Nous l’avons rencontré autour de son dernier livre pour faire le point avec lui sur la figure de Proudhon, un peu marginale et pas très étudiée dans la pensée politique française.
Propos recueillis par Henri de Monvallier
Actu Philosophia – Proudhon contemporain1 est votre troisième livre consacré à l’auteur de Qu’est-ce que la propriété ?. Comment votre pensée sur lui a-t-elle évolué depuis votre premier livre de 2006 ? En quoi ce livre propose-t-il un angle différent par rapport aux précédents ?
Édouard Jourdain – Le premier ouvrage que j’ai consacré à Proudhon était un livre à thèse sur sa pensée, où j’émettais l’hypothèse que Dieu et la guerre, ou encore la question du religieux et du conflit constituaient les thématiques de fond qui nous permettaient de mieux saisir sa pensée dès lors que l’on comprenait comment il les articulait. Il a été maintes fois répété que la pensée de Proudhon était brouillonne et contradictoire. Par ce travail j’essayais de le systématiser un peu plus, avec toutes les limites nécessaires à la notion même de système qui c’est vrai ne colle pas parfaitement avec l’esprit libertaire que l’on retrouve dans son œuvre. L’ouvrage de 2009, Proudhon, un socialisme libertaire, se voulait plus modestement un livre de synthèse de sa pensée, de manière à ce qu’elle soit accessible à un large public. Enfin, mon dernier livre, Proudhon contemporain, entend confronter sa pensée à des auteurs du XXe siècle qui souvent ne l’ont pas lu. Ici je me fais plus philosophe politique qu’historien des idées, en assumant une lecture subjective de Proudhon que j’hybride avec des lectures d’auteurs plus contemporains en essayant d’en tirer les analyses qui me semblent les plus pertinentes.
AP – Comment expliquez-vous la place mineure que tient Proudhon dans la philosophie politique française ? Peut-on dire que la réception de Marx en France a « écrasé » Proudhon ? Qu’il y aurait ainsi une sorte de « devenir minoritaire » (comme dirait Deleuze) de Proudhon ?

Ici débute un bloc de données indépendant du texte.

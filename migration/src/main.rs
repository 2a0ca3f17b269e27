use tracing_subscriber::EnvFilter;

use crate::{
    domain::migration::Migration,
    infrastructure::{persistence::PersistenceAdapter, settings::Settings},
};
use bibrec_common::database;

pub mod domain;
pub mod infrastructure;

#[tokio::main]
async fn main() -> anyhow::Result<()> {
    tracing_subscriber::fmt()
        .with_env_filter(
            EnvFilter::try_from_default_env().unwrap_or_else(|_| EnvFilter::new("info")),
        )
        .init();

    let settings = Settings::from_env()?;
    tracing::info!("Configuration loaded");

    let database = database::connect(&settings.database).await?;
    let persistence = PersistenceAdapter::new(database);

    // create the tables of the bibliographic schema that are missing
    let migration = Migration::new(persistence);
    let created = migration.migrate().await?;
    tracing::info!("Schema migrated, {} tables created", created);

    Ok(())
}
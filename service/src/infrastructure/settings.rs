use std::env;

use anyhow::Context;
use bibrec_common::{IdentifierCodeSettings, database::DatabaseSettings};
use config::{Config, Environment, File};
use dotenvy::dotenv;
use serde::Deserialize;

#[derive(Debug, Clone, Deserialize)]
pub struct Settings {
    pub server_port: String,
    /// directory with one JSON file per publication type
    pub catalog_config_path: String,
    pub database: DatabaseSettings,
    /// whitelist of identifier codes with their display labels
    #[serde(default)]
    pub identifier_codes: Vec<IdentifierCodeSettings>,
}

impl Settings {
    pub fn from_env() -> anyhow::Result<Self> {
        dotenv().ok();
        let run_mode = load_env("RUN_MODE", "development");

        let s = Config::builder()
            .add_source(File::with_name("./config/default"))
            .add_source(File::with_name(&format!("./config/{run_mode}")).required(false))
            .add_source(
                Environment::with_prefix("app")
                    .prefix_separator("_")
                    .separator("__"),
            )
            .build()?;

        s.try_deserialize().with_context(|| "failed to read config")
    }
}

fn load_env(key: &str, default_value: &'static str) -> String {
    env::var(key).unwrap_or_else(|_| default_value.into())
}
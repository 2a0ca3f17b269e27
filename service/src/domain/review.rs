//! What changed for an author since they last reviewed a publication.

use std::collections::{BTreeMap, BTreeSet};

use bibrec_common::{
    AuthorshipId, DepartmentId, PersonId, PublicationId,
    authorship::Authorship,
    people::Department,
    publication::{FieldChange, Publication},
};
use chrono::{DateTime, Utc};
use serde::Serialize;

use crate::domain::{error::ServiceError, messages::Message, repository::Repository};

/// Change of the departments an author is affiliated with
#[derive(Debug, Clone, PartialEq, Serialize)]
pub struct AffiliationChange {
    pub from: Vec<Department>,
    pub to: Vec<Department>,
}

#[derive(Debug, Clone, PartialEq, Serialize)]
pub struct ReviewDiff {
    #[serde(flatten)]
    pub fields: BTreeMap<String, FieldChange>,
    #[serde(skip_serializing_if = "Option::is_none")]
    pub affiliation: Option<AffiliationChange>,
    pub reviewed_at: Option<DateTime<Utc>>,
}

/// Differences between the version `person_id` last reviewed and the current
/// version of `publication`.
///
/// `None` when the person is not an author of the current version, has never
/// reviewed it, or nothing changed.
pub async fn diff_since_review<R: Repository>(
    repository: &R,
    publication: &Publication,
    person_id: PersonId,
) -> Result<Option<ReviewDiff>, ServiceError> {
    let current_version_id = publication.current_version_id;

    let Some(current_authorship) = repository
        .find_authorship(person_id, current_version_id)
        .await?
    else {
        return Ok(None);
    };
    let Some(reviewed_version_id) = current_authorship.reviewed_publication_version_id else {
        return Ok(None);
    };

    let current = repository
        .find_version(publication.id, current_version_id)
        .await?
        .ok_or_else(|| ServiceError::not_found(Message::PublicationNotFound, publication.id))?;
    let Some(reviewed) = repository
        .find_version(publication.id, reviewed_version_id)
        .await?
    else {
        tracing::warn!(
            "Person {} reviewed version {} which is not a version of publication {}",
            person_id,
            reviewed_version_id,
            publication.id
        );
        return Ok(None);
    };

    let fields = current.review_diff(&reviewed);

    let reviewed_authorship = if reviewed_version_id == current_version_id {
        Some(current_authorship.clone())
    } else {
        repository
            .find_authorship(person_id, reviewed_version_id)
            .await?
    };

    let affiliation = match &reviewed_authorship {
        Some(reviewed_authorship) => {
            let to = department_ids(repository, current_authorship.id).await?;
            let from = department_ids(repository, reviewed_authorship.id).await?;
            if affiliation_changed(&from, &to) {
                Some(AffiliationChange {
                    from: departments(repository, &from).await?,
                    to: departments(repository, &to).await?,
                })
            } else {
                None
            }
        }
        None => None,
    };

    if fields.is_empty() && affiliation.is_none() {
        return Ok(None);
    }

    let reviewed_at = reviewed_authorship
        .and_then(|authorship| authorship.reviewed_at)
        .or(current_authorship.reviewed_at);

    tracing::debug!(
        "Publication {} changed for person {}: {} fields, affiliation {}",
        publication.id,
        person_id,
        fields.len(),
        affiliation.is_some()
    );

    Ok(Some(ReviewDiff {
        fields,
        affiliation,
        reviewed_at,
    }))
}

/// Loads the publication and computes [`diff_since_review`]
pub async fn publication_review_diff<R: Repository>(
    repository: &R,
    id: PublicationId,
    person_id: PersonId,
) -> Result<Option<ReviewDiff>, ServiceError> {
    let publication = repository
        .find_publication(id)
        .await?
        .ok_or_else(|| ServiceError::not_found(Message::PublicationNotFound, id))?;
    diff_since_review(repository, &publication, person_id).await
}

/// Marks the current version of a publication as reviewed by `person_id`
pub async fn review_publication<R: Repository>(
    repository: &R,
    id: PublicationId,
    person_id: PersonId,
) -> Result<Authorship, ServiceError> {
    let publication = repository
        .find_publication(id)
        .await?
        .ok_or_else(|| ServiceError::not_found(Message::PublicationNotFound, id))?;

    let authorship = repository
        .find_authorship(person_id, publication.current_version_id)
        .await?
        .ok_or_else(|| ServiceError::not_found(Message::AuthorshipNotFound, person_id))?;

    let authorship = repository
        .mark_reviewed(authorship.id, Utc::now(), publication.current_version_id)
        .await?;

    tracing::info!(
        "Person {} reviewed version {} of publication {}",
        person_id,
        publication.current_version_id,
        id
    );

    Ok(authorship)
}

/// Membership comparison only, order and duplicates do not matter
fn affiliation_changed(from: &BTreeSet<DepartmentId>, to: &BTreeSet<DepartmentId>) -> bool {
    from.symmetric_difference(to).next().is_some()
}

async fn department_ids<R: Repository>(
    repository: &R,
    authorship_id: AuthorshipId,
) -> Result<BTreeSet<DepartmentId>, ServiceError> {
    Ok(repository
        .find_department_links(authorship_id)
        .await?
        .into_iter()
        .map(|link| link.department_id)
        .collect())
}

async fn departments<R: Repository>(
    repository: &R,
    ids: &BTreeSet<DepartmentId>,
) -> Result<Vec<Department>, ServiceError> {
    let ids = ids.iter().copied().collect::<Vec<_>>();
    Ok(repository.find_departments(&ids).await?)
}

ÉJ – La place mineure qu’a pu prendre Proudhon est je pense de deux ordres. Historique et intellectuel. Historique tout d’abord. Il faut tout de même bien avoir en tête que Proudhon demeure jusqu’à la guerre de 14-18 une référence fondamentale dans les mouvements socialistes et anarchistes, français tout du moins, de la deuxième moitié du XIXe siècle. Les communards de 1871 se réclament de Proudhon, puis les anarcho-syndicalistes, le mouvement des coopératives, des auteurs aussi différents que Jean Jaurès, Georges Sorel ou Georges Clémenceau sont de fervents lecteurs de Proudhon. Le premier coup qui « minore » la pensée de Proudhon est la révolution bolchévique de 1917. A ce moment-là le mouvement socialiste va se prendre d’admiration pour la révolution russe et beaucoup de socialistes vont se rallier au marxisme. Ce n’est qu’avec la chute du mur de Berlin que Marx va quelque peu tomber en désuétude et Proudhon renaître de ses cendres. Intellectuel ensuite. Il est vrai que l’œuvre de Marx est une véritable machine de guerre, très systématique, qui a pu faire passer les écrits de Proudhon comme trop faibles du point de vue de la logique malgré des intuitions souvent plus géniales que celles de Marx.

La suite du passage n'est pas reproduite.